I guess that is a question only the GPU engineers can answer, as well as the API developers.
 
Someone on Reddit posted a comparison of the new 2017 Shield TV and Switch's Tegra SoC
Both have a portion of their serial code similar. 1632A2 PARR39.COP and -A2 at the end.

Hopefully Chipworks or someone will delid these and take a die shot to compare.

uLF2CUq.png
IMO, considering it has exactly the same top-side decoupling caps, that's a convincing indication the die is practically the same.
If they had important changes, the power delivery would be altered, and thus the decoupling would have been readjusted.
 
I think the memory bandwidth is an issue where people look at it as if it's completely stalling the operation. It's not a hard ceiling that brings things to a hault, but slows down operations that max out the bandwidth. Lots of opps will be limited by something other than bandwidth. For example, let's say bandwidth heavy opperations take up 50 percent of frame time. A bandwidth limitation may result in those operations now taking 60-70 percent of frame time. It's allway bad to have anything slowing down the rendering time, but it's managable. The developer will simply have to make chpices, either reduce bandwidth requirements, or speed up code in other areas to give the bandwidth heavy opperations enough time. My point is you could take a 400 Gflop gpu with 25GB/s and an 800 Gflop gpu with 25 GB/s, even though both are limited on bandwidth, the 800 Gflop gpu will still be a lot faster, even though the more powerful gpu is even more severely starved for bandwidth. I think there has been a misconception that bottlenecks are a hard ceiling severely limiting framerate, when they are really only slowing down opperations that max them out.

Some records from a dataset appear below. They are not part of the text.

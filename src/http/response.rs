pub const TEXT_HTML: &str = "text/html";
pub const OCTET_STREAM: &str = "application/octet-stream";

pub const NOT_FOUND_BODY: &str = "<html><body><h1>404 Not Found</h1></body></html>";
pub const FILE_NOT_FOUND_BODY: &str = "<html><body><h1>File Not Found</h1></body></html>";

/// HTTP status codes the server produces.
#[derive(Debug, Clone, Copy, PartialEq, Eq)]
pub enum StatusCode {
    /// 200 OK
    Ok,
    /// 404 Not Found
    NotFound,
}

impl StatusCode {
    /// Returns the numeric HTTP status code.
    ///
    /// # Example
    ///
    /// ```
    /// # use tallyhttp::http::response::StatusCode;
    /// assert_eq!(StatusCode::Ok.as_u16(), 200);
    /// assert_eq!(StatusCode::NotFound.as_u16(), 404);
    /// ```
    pub fn as_u16(&self) -> u16 {
        match self {
            StatusCode::Ok => 200,
            StatusCode::NotFound => 404,
        }
    }

    /// Returns the standard HTTP reason phrase for this status code.
    pub fn reason_phrase(&self) -> &'static str {
        match self {
            StatusCode::Ok => "OK",
            StatusCode::NotFound => "Not Found",
        }
    }
}

/// How a response goes onto the wire.
#[derive(Debug, Clone, Copy, PartialEq, Eq)]
pub enum Framing {
    /// Head and body composed into one buffer and written once
    Single,
    /// Head written first, then the raw payload (file contents)
    Split,
}

/// A complete HTTP response ready to be sent to a client.
///
/// Only `Content-Type` and `Content-Length` are ever sent as headers, in
/// that order.
#[derive(Debug, Clone, PartialEq, Eq)]
pub struct Response {
    pub status: StatusCode,
    pub content_type: &'static str,
    pub body: Vec<u8>,
    pub framing: Framing,
}

impl Response {
    /// An HTML response written in a single buffer.
    pub fn html(status: StatusCode, body: impl Into<String>) -> Self {
        Self {
            status,
            content_type: TEXT_HTML,
            body: body.into().into_bytes(),
            framing: Framing::Single,
        }
    }

    /// A 200 response carrying raw file bytes.
    pub fn file(contents: Vec<u8>) -> Self {
        Self {
            status: StatusCode::Ok,
            content_type: OCTET_STREAM,
            body: contents,
            framing: Framing::Split,
        }
    }

    /// The generic 404 for unknown routes.
    pub fn not_found() -> Self {
        Self::html(StatusCode::NotFound, NOT_FOUND_BODY)
    }

    /// The 404 for a static file that could not be read.
    pub fn file_not_found() -> Self {
        Self::html(StatusCode::NotFound, FILE_NOT_FOUND_BODY)
    }
}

Bandwidth bottleneck isn't a hard ceiling, but if you're spending say 80mm^2 on 4 SM units to get to 1TFLOPs then maybe you'd be better off spending 60mm^2 on 3 SM units and instead use the remaining 20mm^2 on say 16MB eDRAM.
Not being a hard bottleneck doesn't mean there wouldn't be a lot to gain by spending your resources elsewhere, which is the whole point of trying to develop a balanced architecture.

That said, if this 4 SM SoC happens to be the true thing, I doubt nvidia would pair it with 25GB/s. In Parker they just clocked the same amount of SM 50% higher and doubled the memory channels for a total of 4*32bit, 50GB/s. They increased the bandwidth disproportionately with GPU performance increase. Either those Denver cores are extremely bandwidth hungry or the GPU in TX1 is already being a bit bottlenecked at 25GB/s shared.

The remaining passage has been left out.